Michelle Yeoh and Donnie Yen are very good, she’s as soulful as ever and he gets a marvelous showcase fight on an icy lake at night with Roger Yuan and Harry Shum (his final battle with Jason Scott Lee is cool too, but its momentum is butchered by cross-cutting) and early scenes hint at an understanding of what has kept them apart (Yen has withdrawn from the world of attachment, but returns in Yeoh’s hour of need), but the resolution is glossed over. The younger couple is hampered by Shum, who mostly just seems lost (how much better would Nicholas Tse, who at one time was going to play the role, have been). He’s a young man with a mysterious past captured by a young woman with a mysterious past played by Natasha Liu Bordizzo (Silver Vase, the original novel is titled Iron Knight, Silver Vase). She’s solid, but lacks Zhang’s yearning and she and Shum have very little chemistry.

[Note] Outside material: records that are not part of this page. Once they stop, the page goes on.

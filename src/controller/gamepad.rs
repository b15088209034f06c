//! # evdev Gamepad Module
//!
//! This module handles gamepad detection, connection, and on-demand state reads
//! using the Linux evdev interface.
//!
//! ## Controller Detection
//!
//! Any event device that reports `BTN_SOUTH` (gamepads) or `BTN_TRIGGER`
//! (joysticks) is treated as a controller. The first match in sorted
//! `/dev/input/event*` order wins.
//!
//! ## Raw Indices
//!
//! - Buttons: every supported key with a code at or above `BTN_MISC` (0x100),
//!   numbered in ascending key-code order
//! - Axes: every supported absolute axis, numbered in ascending axis-code order
//!
//! State is queried with `EVIOCGKEY`/`EVIOCGABS` on every read, so nothing is
//! buffered between snapshots.

use evdev::{AbsoluteAxisType, Device, Key};
use std::path::Path;
use std::time::Duration;
use tracing::{debug, info};

use super::snapshot::{ButtonReading, DeviceSnapshot, RawIndex, SnapshotSource};
use crate::error::{PadlinkError, Result};

/// Lowest key code that belongs to the button range (`BTN_MISC`).
const BTN_CODE_MIN: u16 = 0x100;

/// Directory scanned for event devices.
const INPUT_DIR: &str = "/dev/input";

/// An opened evdev gamepad.
///
/// The button and axis tables are fixed when the device is opened; they define
/// the raw ordinals for the rest of the session.
pub struct GamepadDevice {
    device: Device,
    device_path: String,
    buttons: Vec<Key>,
    axes: Vec<AbsoluteAxisType>,
}

impl std::fmt::Debug for GamepadDevice {
    fn fmt(&self, f: &mut std::fmt::Formatter<'_>) -> std::fmt::Result {
        f.debug_struct("GamepadDevice")
            .field("device_path", &self.device_path)
            .field("buttons", &self.buttons.len())
            .field("axes", &self.axes.len())
            .finish_non_exhaustive()
    }
}

impl GamepadDevice {
    /// Detect and open the first available gamepad
    ///
    /// Scans all `/dev/input/event*` devices in sorted order.
    ///
    /// # Errors
    ///
    /// - `ControllerNotFound`: No gamepad found on the system
    /// - `Controller`: `/dev/input` missing or unreadable
    ///
    /// # Examples
    ///
    /// ```no_run
    /// use padlink::controller::gamepad::GamepadDevice;
    ///
    /// let gamepad = GamepadDevice::open()?;
    /// println!("Connected to gamepad at: {}", gamepad.device_path());
    /// # Ok::<(), Box<dyn std::error::Error>>(())
    /// ```
    pub fn open() -> Result<Self> {
        let input_dir = Path::new(INPUT_DIR);

        if !input_dir.exists() {
            return Err(PadlinkError::Controller(format!(
                "{} directory not found",
                INPUT_DIR
            )));
        }

        let mut entries: Vec<_> = std::fs::read_dir(input_dir)
            .map_err(|e| PadlinkError::Controller(format!("Failed to read {}: {}", INPUT_DIR, e)))?
            .collect::<std::result::Result<Vec<_>, _>>()
            .map_err(|e| PadlinkError::Controller(format!("Failed to read directory entry: {}", e)))?;

        // Deterministic selection when several controllers are connected
        entries.sort_by_key(|entry| entry.path());

        for entry in entries {
            let path = entry.path();

            match path.file_name() {
                Some(name) if name.to_string_lossy().starts_with("event") => {}
                _ => continue,
            }

            match Device::open(&path) {
                Ok(device) => {
                    debug!(
                        "Found input device: {} ({})",
                        path.display(),
                        device.name().unwrap_or("unnamed")
                    );

                    if is_gamepad(&device) {
                        return Ok(Self::from_device(device, path.to_string_lossy().to_string()));
                    }
                }
                Err(e) => {
                    // Permission denied or other errors - skip device
                    debug!("Could not open {}: {}", path.display(), e);
                }
            }
        }

        Err(PadlinkError::ControllerNotFound)
    }

    /// Open a specific event device
    ///
    /// No capability check is made; the operator chose this device explicitly.
    ///
    /// # Errors
    ///
    /// Returns `Controller` if the device cannot be opened.
    pub fn open_path(path: &str) -> Result<Self> {
        let device = Device::open(path)
            .map_err(|e| PadlinkError::Controller(format!("Failed to open {}: {}", path, e)))?;
        Ok(Self::from_device(device, path.to_string()))
    }

    /// Wait until a gamepad is available, retrying every `retry_interval`
    ///
    /// An empty `device_path` means auto-detect. This is the connect
    /// notification: it resolves once a device has been opened.
    pub async fn wait_for(device_path: &str, retry_interval: Duration) -> Self {
        let mut attempts: u64 = 0;
        loop {
            let result = if device_path.is_empty() {
                Self::open()
            } else {
                Self::open_path(device_path)
            };

            match result {
                Ok(gamepad) => return gamepad,
                Err(e) => {
                    if attempts == 0 {
                        info!("Waiting for a gamepad ({})", e);
                    } else {
                        debug!("Gamepad not available yet: {}", e);
                    }
                    attempts += 1;
                    tokio::time::sleep(retry_interval).await;
                }
            }
        }
    }

    fn from_device(device: Device, device_path: String) -> Self {
        let mut buttons: Vec<Key> = device
            .supported_keys()
            .map(|keys| keys.iter().filter(|key| key.code() >= BTN_CODE_MIN).collect())
            .unwrap_or_default();
        buttons.sort_by_key(|key| key.code());

        let mut axes: Vec<AbsoluteAxisType> = device
            .supported_absolute_axes()
            .map(|axes| axes.iter().collect())
            .unwrap_or_default();
        axes.sort_by_key(|axis| axis.0);

        info!(
            "Opened gamepad at {}: {} ({} buttons, {} axes)",
            device_path,
            device.name().unwrap_or("unnamed"),
            buttons.len(),
            axes.len()
        );

        Self {
            device,
            device_path,
            buttons,
            axes,
        }
    }

    /// Get the device path of this gamepad
    pub fn device_path(&self) -> &str {
        &self.device_path
    }

    /// Get the gamepad name reported by evdev
    pub fn name(&self) -> Option<&str> {
        self.device.name()
    }
}

impl SnapshotSource for GamepadDevice {
    fn read(&mut self) -> Option<DeviceSnapshot> {
        let keys = match self.device.get_key_state() {
            Ok(keys) => keys,
            Err(e) => {
                debug!("Key state read failed on {}: {}", self.device_path, e);
                return None;
            }
        };
        let abs = match self.device.get_abs_state() {
            Ok(abs) => abs,
            Err(e) => {
                debug!("Axis state read failed on {}: {}", self.device_path, e);
                return None;
            }
        };

        let buttons = self
            .buttons
            .iter()
            .map(|&key| ButtonReading::from(keys.contains(key)))
            .collect();

        let axes = self
            .axes
            .iter()
            .map(|axis| {
                let info = &abs[axis.0 as usize];
                normalize_axis(info.value, info.minimum, info.maximum)
            })
            .collect();

        Some(DeviceSnapshot::new(buttons, axes))
    }

    fn layout(&self) -> Vec<RawIndex> {
        (0..self.buttons.len())
            .map(RawIndex::button)
            .chain((0..self.axes.len()).map(RawIndex::axis))
            .collect()
    }

    fn describe(&self) -> String {
        format!(
            "{} ({})",
            self.name().unwrap_or("unnamed gamepad"),
            self.device_path
        )
    }
}

/// Whether an event device looks like a gamepad or joystick.
fn is_gamepad(device: &Device) -> bool {
    device
        .supported_keys()
        .map_or(false, |keys| keys.contains(Key::BTN_SOUTH) || keys.contains(Key::BTN_TRIGGER))
}

/// Scales a raw absolute value from `[minimum, maximum]` to `[-1, 1]`.
///
/// A degenerate range reads as centered.
fn normalize_axis(value: i32, minimum: i32, maximum: i32) -> f32 {
    if maximum <= minimum {
        return 0.0;
    }
    let span = (maximum as f64) - (minimum as f64);
    let offset = (value as f64) - (minimum as f64);
    ((offset / span) * 2.0 - 1.0).clamp(-1.0, 1.0) as f32
}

The young couple are connected by a mysterious swordswoman who should be Zhang Ziyi’s character from the first film, but when Zhang declined to appear, the script was changed to another character, which seems like a terrible idea. It would have been better to just cast a different actress in the role, and make more explicit the continuity between the films, the ways that the freedom celebrated in the finale of the first film, if expressed within the restrictive confines of the jianghu, ultimately becomes poisoned by endlessly futile blood feuds and revenge quests. In the end, the film even compromises the central nihilism it seems to be leading toward. And not in any kind of transcendently inexplicable way, as in the ending of the first film, but rather with the most simplistic kind of happy ending. What might have been a cosmic tragedy, and apocalyptic end to an age of doomed heroes, gets instead the bright dawn of happy heterosexual pairing-off, romances succeeding not for any real logic or feeling, but as an assertion or, more likely, a studio mandate.